The fund manager believes the company’s drop-shipping e-commerce business model has also benefitted from structural growth in online furniture and homewares retail sales alongside easing supply chain constraints.
“With disposable income stability supporting discretionary retail spending, Temple & Webster Group stands to benefit from further interest rate cuts and eventual recovery in the housing market,” the fund manager noted.
Temple & Webster has a market cap of $3.2 billion; the share price is up 126% in one year and up 25% in the last month.
The stock appears to be in a strong bullish trend, confirmed by multiple indicators. Specifically, a 5-day moving average of the stock price is above the 20 and 50-day moving averages.
Consensus is Moderate Buy.
Telstra falls in mixed FY25 result
Shares in Telstra (ASX: TLS) were down around 2.6% at noon after the market decided that the quality of the telco’s underlying earnings weren’t as flash as the FY25 headline result might suggest.
While the 31% lift in annual net profit to $2.34 billion largely met market expectations, it’s how the telco delivered its bumper profit that clearly bothered the investors today.
Disappointing mobile growth business saw the telco report its slowest earnings growth in four years.
Revenue in its mobile sector was up 4.7% to $5.26 billion for the year, the largest growth in absolute terms, while the largest percentage growth was in its fixed-enterprise unit, which rose 75% to $239 million.
By its own admission, much of today’s result was attributable to some pretty aggressive cost-cutting and disciplined capital management as it closes it highly touted T25 strategy.
Telstra saved $735 million from restructuring, which is largely through reduction of headcount, and $305 million on fixed costs for its core network, however, other fixed costs rose $245 million.
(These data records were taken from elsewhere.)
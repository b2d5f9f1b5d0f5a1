use std::sync::Arc;

use async_trait::async_trait;
use medibridge_core::{AccessError, Identifier, NewDocument, ResourceId, ResourceKind};
use serde_json::Value as JsonValue;
use thiserror::Error;

/// Store handle shared by every request
pub type SharedStore = Arc<dyn DocumentStore>;

/// Failures reported by a document store
#[derive(Debug, Error)]
pub enum StoreError {
    /// The insert collided with the `(system, value)` uniqueness constraint
    #[error("identifier already exists")]
    DuplicateIdentifier,

    /// Connection, timeout or any other infrastructure failure
    #[error("{0}")]
    Unavailable(String),
}

impl From<deadpool_postgres::PoolError> for StoreError {
    fn from(err: deadpool_postgres::PoolError) -> Self {
        StoreError::Unavailable(format!("Database pool error: {}", err))
    }
}

impl From<tokio_postgres::Error> for StoreError {
    fn from(err: tokio_postgres::Error) -> Self {
        // Display on a server-side error is just "db error"
        let detail = match err.as_db_error() {
            Some(db) => format!("{} {}: {}", db.severity(), db.code().code(), db.message()),
            None => match std::error::Error::source(&err) {
                Some(source) => format!("{}: {}", err, source),
                None => err.to_string(),
            },
        };
        StoreError::Unavailable(format!("Database error: {}", detail))
    }
}

impl From<StoreError> for AccessError {
    fn from(err: StoreError) -> Self {
        match err {
            StoreError::DuplicateIdentifier => AccessError::DuplicateIdentifier,
            StoreError::Unavailable(msg) => AccessError::StoreUnavailable(msg),
        }
    }
}

/// Per-resource-kind document collections.
///
/// Implementations must be safe to share between concurrent requests and
/// must enforce `(system, value)` uniqueness per kind atomically in
/// [`DocumentStore::insert`].
#[async_trait]
pub trait DocumentStore: Send + Sync {
    /// Check that the store is reachable
    async fn ping(&self) -> Result<(), StoreError>;

    /// Point read by primary key
    async fn find_by_id(
        &self,
        kind: ResourceKind,
        id: ResourceId,
    ) -> Result<Option<JsonValue>, StoreError>;

    /// Documents whose `identifier` array contains the pair, at most `limit` of them
    async fn find_by_identifier(
        &self,
        kind: ResourceKind,
        identifier: &Identifier,
        limit: usize,
    ) -> Result<Vec<JsonValue>, StoreError>;

    /// Insert a new document together with its identifier pairs
    async fn insert(&self, document: &NewDocument) -> Result<(), StoreError>;
}
//! Registry dispatch client.

use std::time::Duration;

use serde_json::Value as JsonValue;

use crate::config::RegistryConfig;

/// Wire content type for exchanged documents.
const FHIR_JSON: &str = "application/fhir+json";

/// What the registry answered to a delivered document.
#[derive(Debug, Clone)]
pub struct RegistryResponse {
    pub status: u16,
    pub body: JsonValue,
}

/// HTTP client for submitting transaction documents to the configured
/// external registry.
pub struct DispatchClient {
    client: reqwest::Client,
    base_url: String,
}

impl DispatchClient {
    pub fn new(config: &RegistryConfig) -> crate::Result<Self> {
        let client = reqwest::Client::builder()
            .timeout(Duration::from_secs(config.timeout_seconds))
            .build()
            .map_err(|e| crate::Error::Internal(format!("failed to build dispatch client: {e}")))?;
        Ok(Self {
            client,
            base_url: config.base_url.trim_end_matches('/').to_string(),
        })
    }

    /// Submits one document to the registry.
    ///
    /// Timeouts, connection failures and non-success answers all surface as
    /// `Error::Transport`; only a 2xx answer counts as delivered.
    pub async fn submit(&self, document: &JsonValue) -> crate::Result<RegistryResponse> {
        let response = self
            .client
            .post(&self.base_url)
            .header(reqwest::header::CONTENT_TYPE, FHIR_JSON)
            .body(document.to_string())
            .send()
            .await
            .map_err(|e| {
                if e.is_timeout() {
                    crate::Error::Transport(format!("registry timed out: {e}"))
                } else {
                    crate::Error::Transport(format!("registry unreachable: {e}"))
                }
            })?;

        let status = response.status();
        if !status.is_success() {
            return Err(crate::Error::Transport(format!("registry answered {status}")));
        }

        // Some registries answer 2xx with an empty or non-JSON body; that
        // still counts as delivered.
        let body = response.json::<JsonValue>().await.unwrap_or(JsonValue::Null);
        Ok(RegistryResponse {
            status: status.as_u16(),
            body,
        })
    }
}
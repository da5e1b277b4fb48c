//! Outbound exchange: assemble a record and deliver it to the registry.

use std::sync::Arc;

use serde_json::{json, Value as JsonValue};
use uuid::Uuid;

use crate::db::{CommunicationStore, PractitionerDirectory, RecordStore};
use crate::models::{CommunicationDirection, CommunicationStatus, NewCommunication};
use crate::services::dispatch::DispatchClient;

/// Summary of a delivered document, surfaced to the caller.
#[derive(Debug, Clone, serde::Serialize)]
#[serde(rename_all = "camelCase")]
pub struct SendOutcome {
    pub http_status: u16,
    pub outcome: JsonValue,
}

pub struct ExchangeService {
    records: Arc<dyn RecordStore>,
    practitioners: Arc<dyn PractitionerDirectory>,
    communications: Arc<dyn CommunicationStore>,
    dispatch: Arc<DispatchClient>,
}

impl ExchangeService {
    pub fn new(
        records: Arc<dyn RecordStore>,
        practitioners: Arc<dyn PractitionerDirectory>,
        communications: Arc<dyn CommunicationStore>,
        dispatch: Arc<DispatchClient>,
    ) -> Self {
        Self {
            records,
            practitioners,
            communications,
            dispatch,
        }
    }

    /// Sends one record to the named counterparty via the registry.
    ///
    /// The attempt is always persisted before this returns: a delivered
    /// document as a `Delivered` communication carrying the registry's
    /// answer, a transport failure as `Failed` carrying an outcome document
    /// that describes the failure. Transport errors then propagate.
    pub async fn send(
        &self,
        actor_id: Uuid,
        record_id: Uuid,
        counterparty: &str,
    ) -> crate::Result<SendOutcome> {
        let record = self
            .records
            .find_by_id(record_id)
            .await?
            .ok_or(crate::Error::RecordNotFound { id: record_id })?;
        let actor = self
            .practitioners
            .find_by_id(actor_id)
            .await?
            .ok_or(crate::Error::ActorNotFound { id: actor_id })?;

        let bundle = kurier_bundle::assemble(&record.content)?;
        let document = serde_json::to_value(&bundle).map_err(|e| {
            crate::Error::Internal(format!("assembled document not serializable: {e}"))
        })?;
        tracing::debug!(
            record_id = %record.id,
            entries = bundle.entry.len(),
            "assembled transaction document"
        );

        match self.dispatch.submit(&document).await {
            Ok(response) => {
                self.communications
                    .create(NewCommunication {
                        direction: CommunicationDirection::Outgoing,
                        status: CommunicationStatus::Delivered,
                        counterparty: counterparty.to_string(),
                        actor: actor.id,
                        payload: response.body.clone(),
                    })
                    .await?;
                tracing::info!(
                    record_id = %record.id,
                    counterparty,
                    status = response.status,
                    "document delivered"
                );
                Ok(SendOutcome {
                    http_status: response.status,
                    outcome: response.body,
                })
            }
            Err(err @ crate::Error::Transport(_)) => {
                self.communications
                    .create(NewCommunication {
                        direction: CommunicationDirection::Outgoing,
                        status: CommunicationStatus::Failed,
                        counterparty: counterparty.to_string(),
                        actor: actor.id,
                        payload: failure_outcome(&err),
                    })
                    .await?;
                tracing::warn!(
                    record_id = %record.id,
                    counterparty,
                    error = %err,
                    "dispatch failed"
                );
                Err(err)
            }
            Err(err) => Err(err),
        }
    }
}

/// Outcome document persisted on a failed delivery.
fn failure_outcome(err: &crate::Error) -> JsonValue {
    json!({
        "resourceType": "OperationOutcome",
        "issue": [{
            "severity": "error",
            "code": "transient",
            "diagnostics": err.to_string(),
        }]
    })
}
Overall, core fixed costs were cut by 4.7% and it told the market it had reduced its core fixed costs by $428 since 2022.
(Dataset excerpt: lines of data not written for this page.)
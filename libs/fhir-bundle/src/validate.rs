//! Structural validation of inbound submissions.
//!
//! Validation problems are data, not errors: a submission that fails these
//! checks is rejected with the full issue list so the sending party can see
//! every problem at once.

use serde_json::Value as JsonValue;

/// One problem found in a submitted document.
#[derive(Debug, Clone, PartialEq)]
pub struct ValidationIssue {
    pub severity: IssueSeverity,
    pub code: IssueCode,
    pub diagnostics: String,
    pub location: Option<String>,
}

#[derive(Debug, Clone, Copy, PartialEq, Eq)]
pub enum IssueSeverity {
    Error,
    Warning,
}

impl IssueSeverity {
    pub fn as_str(&self) -> &'static str {
        match self {
            Self::Error => "error",
            Self::Warning => "warning",
        }
    }
}

#[derive(Debug, Clone, Copy, PartialEq, Eq)]
pub enum IssueCode {
    Structure,
    Required,
    Value,
}

impl IssueCode {
    pub fn as_str(&self) -> &'static str {
        match self {
            Self::Structure => "structure",
            Self::Required => "required",
            Self::Value => "value",
        }
    }
}

impl ValidationIssue {
    pub fn error(code: IssueCode, diagnostics: impl Into<String>) -> Self {
        Self {
            severity: IssueSeverity::Error,
            code,
            diagnostics: diagnostics.into(),
            location: None,
        }
    }

    pub fn with_location(mut self, location: impl Into<String>) -> Self {
        self.location = Some(location.into());
        self
    }

    fn to_json(&self) -> JsonValue {
        let mut issue = serde_json::json!({
            "severity": self.severity.as_str(),
            "code": self.code.as_str(),
            "diagnostics": self.diagnostics,
        });
        if let Some(ref location) = self.location {
            issue["expression"] = serde_json::json!([location]);
        }
        issue
    }
}

/// Renders an issue list as the standard OperationOutcome document.
pub fn issues_to_operation_outcome(issues: &[ValidationIssue]) -> JsonValue {
    serde_json::json!({
        "resourceType": "OperationOutcome",
        "issue": issues.iter().map(|i| i.to_json()).collect::<Vec<_>>(),
    })
}

/// Checks that a submitted document has the structure ingestion relies on:
/// a Bundle with a type, well-formed entries, typed resources, and at least
/// one Patient to anchor a record. An empty result means acceptable.
pub fn validate_submission(document: &JsonValue) -> Vec<ValidationIssue> {
    let mut issues = Vec::new();

    let Some(root) = document.as_object() else {
        issues.push(ValidationIssue::error(
            IssueCode::Structure,
            "submission is not a JSON object",
        ));
        return issues;
    };

    match root.get("resourceType").and_then(|v| v.as_str()) {
        Some("Bundle") => {}
        Some(other) => issues.push(
            ValidationIssue::error(
                IssueCode::Value,
                format!("expected resourceType Bundle, found {other}"),
            )
            .with_location("Bundle.resourceType"),
        ),
        None => issues.push(
            ValidationIssue::error(IssueCode::Required, "resourceType is missing")
                .with_location("Bundle.resourceType"),
        ),
    }

    match root.get("type").and_then(|v| v.as_str()) {
        Some(t) if !t.is_empty() => {}
        _ => issues.push(
            ValidationIssue::error(IssueCode::Required, "bundle type is missing")
                .with_location("Bundle.type"),
        ),
    }

    let mut patient_seen = false;
    match root.get("entry") {
        None => {}
        Some(JsonValue::Array(entries)) => {
            for (index, entry) in entries.iter().enumerate() {
                let location = format!("Bundle.entry[{index}]");
                let Some(entry_obj) = entry.as_object() else {
                    issues.push(
                        ValidationIssue::error(IssueCode::Structure, "entry is not a JSON object")
                            .with_location(location),
                    );
                    continue;
                };
                match entry_obj.get("resource") {
                    Some(JsonValue::Object(resource)) => {
                        match resource
                            .get("resourceType")
                            .and_then(|v| v.as_str())
                            .filter(|t| !t.is_empty())
                        {
                            Some("Patient") => patient_seen = true,
                            Some(_) => {}
                            None => issues.push(
                                ValidationIssue::error(
                                    IssueCode::Required,
                                    "resource has no resourceType",
                                )
                                .with_location(format!("{location}.resource.resourceType")),
                            ),
                        }
                    }
                    Some(_) => issues.push(
                        ValidationIssue::error(
                            IssueCode::Structure,
                            "entry resource is not a JSON object",
                        )
                        .with_location(format!("{location}.resource")),
                    ),
                    None => issues.push(
                        ValidationIssue::error(IssueCode::Required, "entry has no resource")
                            .with_location(location),
                    ),
                }
            }
        }
        Some(_) => issues.push(
            ValidationIssue::error(IssueCode::Structure, "entry is not an array")
                .with_location("Bundle.entry"),
        ),
    }

    if !patient_seen {
        issues.push(
            ValidationIssue::error(
                IssueCode::Required,
                "submission contains no Patient resource",
            )
            .with_location("Bundle.entry"),
        );
    }

    issues
}
//! Shared helpers for integration tests: an app over in-memory stores,
//! request plumbing and document fixtures.

use std::future::Future;
use std::pin::Pin;
use std::sync::Arc;

use axum::body::{to_bytes, Body, Bytes};
use axum::http::{HeaderMap, Method, Request, StatusCode};
use serde_json::{json, Value};
use tower::ServiceExt;
use uuid::Uuid;

use kurier::api::create_router;
use kurier::config::Config;
use kurier::db::{
    CommunicationStore, InMemoryCommunicationStore, InMemoryPractitionerDirectory,
    InMemoryRecordStore, PractitionerDirectory, RecordStore,
};
use kurier::models::Practitioner;
use kurier::state::AppState;

pub use kurier::api::extract::ACTOR_HEADER;

/// A fully wired application over in-memory stores, with one seeded
/// practitioner acting as the default caller and a second one for
/// isolation checks.
pub struct TestApp {
    pub state: AppState,
    pub router: axum::Router,
    pub practitioner: Practitioner,
    pub second_practitioner: Practitioner,
    pub records_store: Arc<InMemoryRecordStore>,
    pub communications_store: Arc<InMemoryCommunicationStore>,
    pub practitioners_store: Arc<InMemoryPractitionerDirectory>,
}

impl TestApp {
    pub async fn new() -> anyhow::Result<Self> {
        // Port 9 refuses connections immediately, so a test that reaches
        // the registry by accident fails fast instead of calling out.
        Self::with_registry("http://127.0.0.1:9", 15).await
    }

    pub async fn with_registry(base_url: &str, timeout_seconds: u64) -> anyhow::Result<Self> {
        let mut config = Config::default();
        config.registry.base_url = base_url.to_string();
        config.registry.timeout_seconds = timeout_seconds;

        let records_store = Arc::new(InMemoryRecordStore::new());
        let communications_store = Arc::new(InMemoryCommunicationStore::new());
        let practitioners_store = Arc::new(InMemoryPractitionerDirectory::new());

        let practitioner = sample_practitioner("Greta Hausmann", "greta.hausmann@clinic.example");
        let second_practitioner = sample_practitioner("Jon Idris", "jon.idris@clinic.example");
        practitioners_store.insert(practitioner.clone());
        practitioners_store.insert(second_practitioner.clone());

        let records: Arc<dyn RecordStore> = records_store.clone();
        let communications: Arc<dyn CommunicationStore> = communications_store.clone();
        let practitioners: Arc<dyn PractitionerDirectory> = practitioners_store.clone();
        let state = AppState::with_stores(Arc::new(config), records, communications, practitioners)?;
        let router = create_router(state.clone());

        Ok(Self {
            state,
            router,
            practitioner,
            second_practitioner,
            records_store,
            communications_store,
            practitioners_store,
        })
    }

    /// Issues a request as the default seeded practitioner.
    pub async fn request(
        &self,
        method: Method,
        path: &str,
        body: Option<Bytes>,
    ) -> anyhow::Result<(StatusCode, HeaderMap, Bytes)> {
        self.request_as(Some(self.practitioner.id), method, path, body)
            .await
    }

    /// Issues a request with an explicit (or absent) caller identity.
    pub async fn request_as(
        &self,
        actor: Option<Uuid>,
        method: Method,
        path: &str,
        body: Option<Bytes>,
    ) -> anyhow::Result<(StatusCode, HeaderMap, Bytes)> {
        let mut builder = Request::builder().method(method).uri(path);
        if let Some(actor) = actor {
            builder = builder.header(ACTOR_HEADER, actor.to_string());
        }
        let request = match body {
            Some(bytes) => builder
                .header("content-type", "application/json")
                .body(Body::from(bytes))?,
            None => builder.body(Body::empty())?,
        };

        let response = self.router.clone().oneshot(request).await?;
        let status = response.status();
        let headers = response.headers().clone();
        let body = to_bytes(response.into_body(), usize::MAX).await?;
        Ok((status, headers, body))
    }
}

pub async fn with_test_app<F>(test: F) -> anyhow::Result<()>
where
    F: for<'a> FnOnce(
        &'a TestApp,
    ) -> Pin<Box<dyn Future<Output = anyhow::Result<()>> + 'a>>,
{
    let app = TestApp::new().await?;
    test(&app).await
}

pub fn assert_status(actual: StatusCode, expected: StatusCode, context: &str) {
    assert_eq!(actual, expected, "unexpected status for {context}");
}

pub fn to_json_body(value: &Value) -> anyhow::Result<Bytes> {
    Ok(Bytes::from(serde_json::to_vec(value)?))
}

pub fn parse_json(body: &[u8]) -> anyhow::Result<Value> {
    Ok(serde_json::from_slice(body)?)
}

fn sample_practitioner(name: &str, email: &str) -> Practitioner {
    Practitioner {
        id: Uuid::new_v4(),
        name: name.to_string(),
        email: email.to_string(),
        organization: "Clinic Example".to_string(),
    }
}

/// A patient with an id and a telecom email, the richest shape the
/// assembler and the ingestion path both care about.
pub fn minimal_patient() -> Value {
    json!({
        "resourceType": "Patient",
        "id": "pat-1",
        "name": [{"family": "Muster", "given": ["Anna"]}],
        "telecom": [{"system": "email", "value": "anna.muster@example.org"}]
    })
}

/// A create-record request body covering every slot of the record graph.
pub fn full_record_body(subject_email: &str) -> Value {
    json!({
        "subjectEmail": subject_email,
        "patient": minimal_patient(),
        "encounter": {"resourceType": "Encounter", "id": "enc-1", "status": "finished"},
        "condition": {
            "resourceType": "Condition",
            "id": "cond-1",
            "code": {"text": "Hypertension"}
        },
        "procedure": {
            "resourceType": "Procedure",
            "id": "proc-1",
            "status": "completed"
        },
        "allergies": [{
            "resourceType": "AllergyIntolerance",
            "id": "all-1",
            "code": {"text": "Penicillin"}
        }],
        "observations": [{
            "resourceType": "Observation",
            "id": "obs-1",
            "status": "final",
            "code": {"text": "Blood pressure"}
        }],
        "medications": [{
            "resourceType": "MedicationRequest",
            "id": "med-1",
            "status": "active"
        }]
    })
}

/// A well-formed inbound transaction document.
pub fn inbound_bundle() -> Value {
    json!({
        "resourceType": "Bundle",
        "type": "transaction",
        "entry": [
            {
                "fullUrl": "urn:uuid:11111111-1111-4111-8111-111111111111",
                "resource": {
                    "resourceType": "Patient",
                    "name": [{"family": "Besucher", "given": ["Bert"]}],
                    "telecom": [{"system": "email", "value": "bert.besucher@example.org"}]
                },
                "request": {"method": "POST", "url": "Patient"}
            },
            {
                "fullUrl": "urn:uuid:22222222-2222-4222-8222-222222222222",
                "resource": {
                    "resourceType": "Observation",
                    "status": "final",
                    "code": {"text": "Heart rate"},
                    "subject": {"reference": "urn:uuid:11111111-1111-4111-8111-111111111111"}
                },
                "request": {"method": "POST", "url": "Observation"}
            }
        ]
    })
}

/// A receive-endpoint body addressed to the given local practitioner.
pub fn receive_body(recipient_email: &str, document: Value) -> Value {
    json!({
        "counterpartyEmail": recipient_email,
        "counterpartyName": "St. Elsewhere",
        "document": document
    })
}

/// Creates a record through the API and returns its id.
pub async fn seed_record(app: &TestApp, subject_email: &str) -> anyhow::Result<Uuid> {
    let (status, _headers, body) = app
        .request(
            Method::POST,
            "/records",
            Some(to_json_body(&full_record_body(subject_email))?),
        )
        .await?;
    assert_status(status, StatusCode::CREATED, "create record");
    let created = parse_json(&body)?;
    let id = created["id"]
        .as_str()
        .ok_or_else(|| anyhow::anyhow!("created record has no id"))?;
    Ok(id.parse()?)
}

/// Accepts one inbound document through the API and returns the pending
/// communication's id.
pub async fn seed_incoming(app: &TestApp, document: Value) -> anyhow::Result<Uuid> {
    let (status, _headers, body) = app
        .request_as(
            None,
            Method::POST,
            "/communications/receive",
            Some(to_json_body(&receive_body(&app.practitioner.email, document))?),
        )
        .await?;
    assert_status(status, StatusCode::CREATED, "receive communication");
    let created = parse_json(&body)?;
    let id = created["id"]
        .as_str()
        .ok_or_else(|| anyhow::anyhow!("accepted communication has no id"))?;
    Ok(id.parse()?)
}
While earnings in the poorly performing enterprise division were up by $103 million, international earnings fell $96 million (12%), with the telco planning to remedy the latter via a strategic review and cost reductions.
However, cost-cutting aside, what the Telstra result lacked was growth and any indications as to where it is going to come from.
While InfraCo, Telstra's data centre infrastructure play, was up 3.1% to $1.81 billion, its after Optus and TPG launched their $1.6 billion deal to share mobile towers earlier this year, CEO Vicki Brady attributed slower growth to the 3G shutdown and the decision to switch off COVID-era plans.
“We won’t have a generational change in mobile networks in FY26. But you know, the mobile business in dynamic,” she said.
"Our reported growth this year is stronger than underlying growth because of significant one-off net costs totalling $715 million in the prior year, mostly related to impairments and restructuring associated with the reset of our Telstra Enterprise business."
Telstra also told the market today it would sell 75% of its cloud-based business Versant Group to Infosys for $233 million.
Overall, Telstra’s FY25 earnings were $8.02 billion, and for FY26 the telco guided to earnings coming in between $8.15 billion and $8.45 billion.
The telco expects to spend between $300 million and $500 million on "strategic investments”.
In addition to a 19 cents-per-share dividend, Telstra also announced a $1 billion stock buyback brokered by Barrenjoey.
Telstra has a market cap of $55.1 billion; the share price is up 25% in the last year and down 2.3% in the last week.
The stock is in a strong bullish trend, confirmed by multiple indicators. Specifically, a 5-day moving average of the stock price is above the 50-day moving average.
Consensus is Moderate Buy.
This article does not constitute financial or product advice. You should consider independent advice before making financial decisions.